%%

//! Lava Run - a grid-based browser platformer
//!
//! Core modules:
//! - `sim`: Deterministic simulation (grid collision, actors, level state)
//! - `game`: Run driver (lives, level progression, pause)
//! - `levels`: Built-in level set
//! - `render`: DOM renderer (wasm only)

pub mod game;
pub mod levels;
#[cfg(target_arch = "wasm32")]
pub mod render;
pub mod sim;

pub use game::{FrameEvent, Game, RunPhase};
pub use sim::{Input, Level, Status};

/// Game tuning constants
pub mod consts {
    /// Largest physics sub-step; larger slices would tunnel through
    /// one-cell-wide obstacles
    pub const MAX_STEP: f32 = 0.05;
    /// Frame delta clamp, so tab-switch stalls don't produce huge jumps
    pub const MAX_FRAME_DT: f32 = 0.1;

    /// Time budget per level attempt
    pub const TIME_PER_ROUND: f32 = 400.0;
    /// Grace period after the level is won or lost
    pub const FINISH_DELAY: f32 = 1.0;
    /// Lives at the start of a run
    pub const STARTING_LIVES: u32 = 3;

    /// Player horizontal speed (grid units/s)
    pub const PLAYER_X_SPEED: f32 = 7.0;
    /// Downward acceleration (grid units/s²)
    pub const GRAVITY: f32 = 30.0;
    /// Upward impulse applied when jumping off a surface
    pub const JUMP_SPEED: f32 = 17.0;

    /// Coin wobble frequency (radians/s)
    pub const WOBBLE_SPEED: f32 = 8.0;
    /// Coin wobble amplitude (grid units)
    pub const WOBBLE_DIST: f32 = 0.07;

    /// Display scale (pixels per grid unit)
    pub const SCALE: f64 = 64.0;
}
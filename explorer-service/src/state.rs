//! Application state for explorer service.

use std::sync::Arc;

use common::config::AppConfig;
use common::errors::{AppError, AppResult};

use crate::explorer::ExplorerSet;
use crate::registry::ConnectionRegistry;
use crate::session_store::SessionStore;

/// Application state shared across handlers.
#[derive(Clone)]
pub struct AppState {
    pub config: AppConfig,
    pub explorers: Arc<ExplorerSet>,
    pub sessions: Arc<SessionStore>,
    pub registry: Arc<ConnectionRegistry>,
}

impl AppState {
    /// Creates the state with the production drivers.
    pub fn new(config: AppConfig) -> AppResult<Self> {
        let http_client = reqwest::Client::builder()
            .user_agent(concat!("explorer-service/", env!("CARGO_PKG_VERSION")))
            .build()
            .map_err(|e| AppError::Internal(format!("Failed to create HTTP client: {e}")))?;
        let explorers = ExplorerSet::with_defaults(&config, http_client);
        Ok(Self::with_explorers(config, explorers))
    }

    pub fn with_explorers(config: AppConfig, explorers: ExplorerSet) -> Self {
        Self {
            registry: Arc::new(ConnectionRegistry::new(config.connections_file.clone())),
            explorers: Arc::new(explorers),
            sessions: Arc::new(SessionStore::new()),
            config,
        }
    }
}
//! Saved connection registry.
//!
//! A single JSON object keyed by connection id. Every operation reads the
//! whole file; every mutation rewrites it through a temp file and a rename.
//! A mutex serializes load-modify-store cycles within the process.

use std::collections::BTreeMap;
use std::io::ErrorKind;
use std::path::{Path, PathBuf};

use serde_json::Value;
use tokio::sync::Mutex;

use common::errors::{AppError, AppResult};
use common::models::{Connection, ConnectionSummary};
use common::utils::IdGenerator;

type Entries = BTreeMap<String, Connection>;

pub struct ConnectionRegistry {
    path: PathBuf,
    lock: Mutex<()>,
}

impl ConnectionRegistry {
    pub fn new(path: impl Into<PathBuf>) -> Self {
        Self {
            path: path.into(),
            lock: Mutex::new(()),
        }
    }

    pub fn path(&self) -> &Path {
        &self.path
    }

    /// Saves a connection and returns its id.
    pub async fn add(&self, name: &str, connection_string: &str, metadata: Value) -> AppResult<String> {
        let _guard = self.lock.lock().await;
        let mut entries = self.load().await?;

        let id = unique_id(&entries, IdGenerator::connection_id());
        let connection = Connection::new(
            id.clone(),
            name.to_string(),
            connection_string.to_string(),
            metadata,
        );
        entries.insert(id.clone(), connection);
        self.store(&entries).await?;

        tracing::info!(id = %id, name = %name, "connection saved");
        Ok(id)
    }

    /// Entry with its raw connection string.
    pub async fn get(&self, id: &str) -> AppResult<Option<Connection>> {
        let _guard = self.lock.lock().await;
        Ok(self.load().await?.remove(id))
    }

    /// Entry whose connection string is replaced by the masked form.
    pub async fn get_masked(&self, id: &str) -> AppResult<Option<Connection>> {
        Ok(self.get(id).await?.map(|conn| conn.masked()))
    }

    /// Masked summaries, oldest first.
    pub async fn list(&self) -> AppResult<Vec<ConnectionSummary>> {
        let _guard = self.lock.lock().await;
        let entries = self.load().await?;
        let mut summaries: Vec<ConnectionSummary> =
            entries.values().map(ConnectionSummary::from).collect();
        summaries.sort_by(|a, b| a.saved_at.cmp(&b.saved_at).then_with(|| a.id.cmp(&b.id)));
        Ok(summaries)
    }

    /// Removes an entry. Returns whether it existed.
    pub async fn delete(&self, id: &str) -> AppResult<bool> {
        let _guard = self.lock.lock().await;
        let mut entries = self.load().await?;
        if entries.remove(id).is_none() {
            return Ok(false);
        }
        self.store(&entries).await?;
        tracing::info!(id = %id, "connection deleted");
        Ok(true)
    }

    pub async fn count(&self) -> AppResult<usize> {
        let _guard = self.lock.lock().await;
        Ok(self.load().await?.len())
    }

    async fn load(&self) -> AppResult<Entries> {
        let bytes = match tokio::fs::read(&self.path).await {
            Ok(bytes) => bytes,
            Err(e) if e.kind() == ErrorKind::NotFound => return Ok(Entries::new()),
            Err(e) => return Err(storage_error(&self.path, e)),
        };
        if bytes.iter().all(u8::is_ascii_whitespace) {
            return Ok(Entries::new());
        }
        serde_json::from_slice(&bytes).map_err(|e| storage_error(&self.path, e))
    }

    async fn store(&self, entries: &Entries) -> AppResult<()> {
        let json = serde_json::to_vec_pretty(entries).map_err(|e| storage_error(&self.path, e))?;
        let tmp = temp_path(&self.path);
        tokio::fs::write(&tmp, json)
            .await
            .map_err(|e| storage_error(&tmp, e))?;
        tokio::fs::rename(&tmp, &self.path)
            .await
            .map_err(|e| storage_error(&self.path, e))
    }
}

/// `conn_<millis>`, bumping the millis until the id is free.
fn unique_id(entries: &Entries, candidate: String) -> String {
    if !entries.contains_key(&candidate) {
        return candidate;
    }
    let mut millis: i64 = candidate
        .trim_start_matches("conn_")
        .parse()
        .unwrap_or_default();
    loop {
        millis += 1;
        let id = format!("conn_{millis}");
        if !entries.contains_key(&id) {
            return id;
        }
    }
}

fn temp_path(path: &Path) -> PathBuf {
    let mut name = path.file_name().unwrap_or_default().to_os_string();
    name.push(".tmp");
    path.with_file_name(name)
}

fn storage_error(path: &Path, err: impl std::fmt::Display) -> AppError {
    AppError::Storage(format!("{}: {}", path.display(), err))
}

%%

■ About this exercise: Output the lines above between the one holding "pub struct ConnectionRegistry" and the one holding "pub fn path(&self)", inclusive, with nothing before or after them.

■ Response area:
pub struct ConnectionRegistry {
    path: PathBuf,
    lock: Mutex<()>,
}

impl ConnectionRegistry {
    pub fn new(path: impl Into<PathBuf>) -> Self {
        Self {
            path: path.into(),
            lock: Mutex::new(()),
        }
    }

    pub fn path(&self) -> &Path {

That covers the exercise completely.